US$2.57 million World Bank-administered OBA grant for improved Access to Water Services in Western Jakarta, Indonesia

Jakarta, Indonesia, November 1, 2007 – The Global Partnership on Output Based Aid (GPOBA) has signed today a grant agreement with the PT Pam Lyonnaise Jaya (PALYJA), for US$2,573,140 that will subsidize the cost of water supply connections for households in a number of poor communities in Western Jakarta. PALYJA, a subsidiary of French group Suez Environment, is one of the two concessionaires that, since 1998, has been contracted through a 25-year Cooperation Agreement to provide water supply services in Western Jakarta, serving a population of some 2.5 million.

The project will benefit up to 11,600 individual households in poor communities in the western concession area of Jakarta. In partnership with DKI Jakarta, a number of pilot schemes will be developed to introduce piped water into a number of informal communities where, to date, PALYJA has not been authorized to extend its network. It is estimated that 2,200 of the total of 11,600 households will be located in these informal communities.

GPOBA will be distributing funds based on two measurable outputs – the provision of a working household connection, and the delivery of acceptable service for a period of three months. Each eligible household will make a contribution towards the cost of the connection, with a higher subsidy proposed for the pilot informal communities.“It has been a challenge to develop this output-based aid (OBA) scheme within the economic constraints of the concession arrangements in Jakarta. As a result we designed, with PALYJA, a highly innovative risk sharing mechanism for output delivery”, says Patricia Veevers-Carter, GPOBA’s Program Manager.

The project recognizes that following the Asian financial crisis of 1997/98, severe pressure has been placed on concession contracts to constrain tariff increases. This has resulted in a significant downsizing of investment plans, and corresponding reduction in network expansion and connectivity rates. With raw water shortages in the city, the impact of reduced investment has particularly hit the poor communities of Jakarta, where households are forced to use unsafe or very expensive alternative supply sources.

An important aspect of the project has been the active involvement of stakeholders, “without the active support and engagement of key stakeholders such as DKI Jakarta, PDAM Jaya and the Regulatory Body it would not have been possible to develop a sustainable approach to supplying poor and informal communities in Jakarta”, commented PALYJA’s President Director Mr. Thierry Krieg.

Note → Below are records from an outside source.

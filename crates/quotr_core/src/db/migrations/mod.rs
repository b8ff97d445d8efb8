//! Embedded schema steps for the quote catalog.
//!
//! # Invariants
//! - Steps are numbered `1..=latest_version()` without gaps.
//! - All pending steps run in one transaction; `PRAGMA user_version` records
//!   the last applied step.
//! - Each applied step is logged by version and name.

use crate::db::{DbError, DbResult};
use log::{debug, info};
use rusqlite::Connection;

#[derive(Debug, Clone, Copy)]
struct Migration {
    version: u32,
    name: &'static str,
    sql: &'static str,
}

const MIGRATIONS: &[Migration] = &[
    Migration {
        version: 1,
        name: "catalog",
        sql: include_str!("0001_catalog.sql"),
    },
    Migration {
        version: 2,
        name: "quote_search",
        sql: include_str!("0002_quote_search.sql"),
    },
];

/// Returns the latest schema version this build knows how to create.
pub fn latest_version() -> u32 {
    MIGRATIONS.last().map_or(0, |migration| migration.version)
}

/// Brings `conn` up to [`latest_version`].
///
/// Returns the versions applied by this call, in order; empty when the
/// schema was already current.
pub fn apply_migrations(conn: &mut Connection) -> DbResult<Vec<u32>> {
    let current_version = current_user_version(conn)?;
    let latest = latest_version();

    if current_version > latest {
        return Err(DbError::UnsupportedSchemaVersion {
            db_version: current_version,
            latest_supported: latest,
        });
    }

    let pending: Vec<&Migration> = MIGRATIONS
        .iter()
        .filter(|migration| migration.version > current_version)
        .collect();
    if pending.is_empty() {
        debug!("event=db_migrate module=db status=skip version={current_version}");
        return Ok(Vec::new());
    }

    let tx = conn.transaction()?;
    for migration in &pending {
        tx.execute_batch(migration.sql)?;
        tx.pragma_update(None, "user_version", migration.version)?;
        debug!(
            "event=db_migrate_step module=db status=ok version={} name={}",
            migration.version, migration.name
        );
    }
    tx.commit()?;

    info!(
        "event=db_migrate module=db status=ok from_version={current_version} to_version={latest} steps={}",
        pending.len()
    );
    Ok(pending.iter().map(|migration| migration.version).collect())
}

fn current_user_version(conn: &Connection) -> DbResult<u32> {
    let version = conn.query_row("PRAGMA user_version;", [], |row| row.get::<_, u32>(0))?;
    Ok(version)
}

#[cfg(test)]
mod tests {
    use super::{apply_migrations, latest_version, MIGRATIONS};
    use rusqlite::Connection;

    #[test]
    fn steps_are_numbered_without_gaps() {
        for (idx, migration) in MIGRATIONS.iter().enumerate() {
            assert_eq!(migration.version as usize, idx + 1, "{}", migration.name);
        }
    }

    #[test]
    fn fresh_database_applies_every_step_once() {
        let mut conn = Connection::open_in_memory().unwrap();

        let applied = apply_migrations(&mut conn).unwrap();
        assert_eq!(applied, (1..=latest_version()).collect::<Vec<_>>());
        assert!(apply_migrations(&mut conn).unwrap().is_empty());
    }

    #[test]
    fn partially_migrated_database_applies_only_pending_steps() {
        let mut conn = Connection::open_in_memory().unwrap();
        conn.execute_batch(MIGRATIONS[0].sql).unwrap();
        conn.pragma_update(None, "user_version", 1).unwrap();

        assert_eq!(apply_migrations(&mut conn).unwrap(), vec![2]);
    }
}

GPOBA was established in 2003 as a multi-donor trust fund to develop output-based aid (OBA) approaches across a variety of sectors including infrastructure, health and education. OBA subsidies are designed to create incentives for efficiency and the long-term success of development projects. GPOBA’s current donors are the UK’s Department of International Development (DFID), the International Finance Corporation (IFC), which is a member of the World Bank Group, the Directorate-General for International Cooperation of the Dutch Ministry of Foreign Affairs (DGIS), and AusAid of Australia. The grant agreement signed on November 1, 2007 was funded out of IFC’s and DFID’s contribution to GPOBA.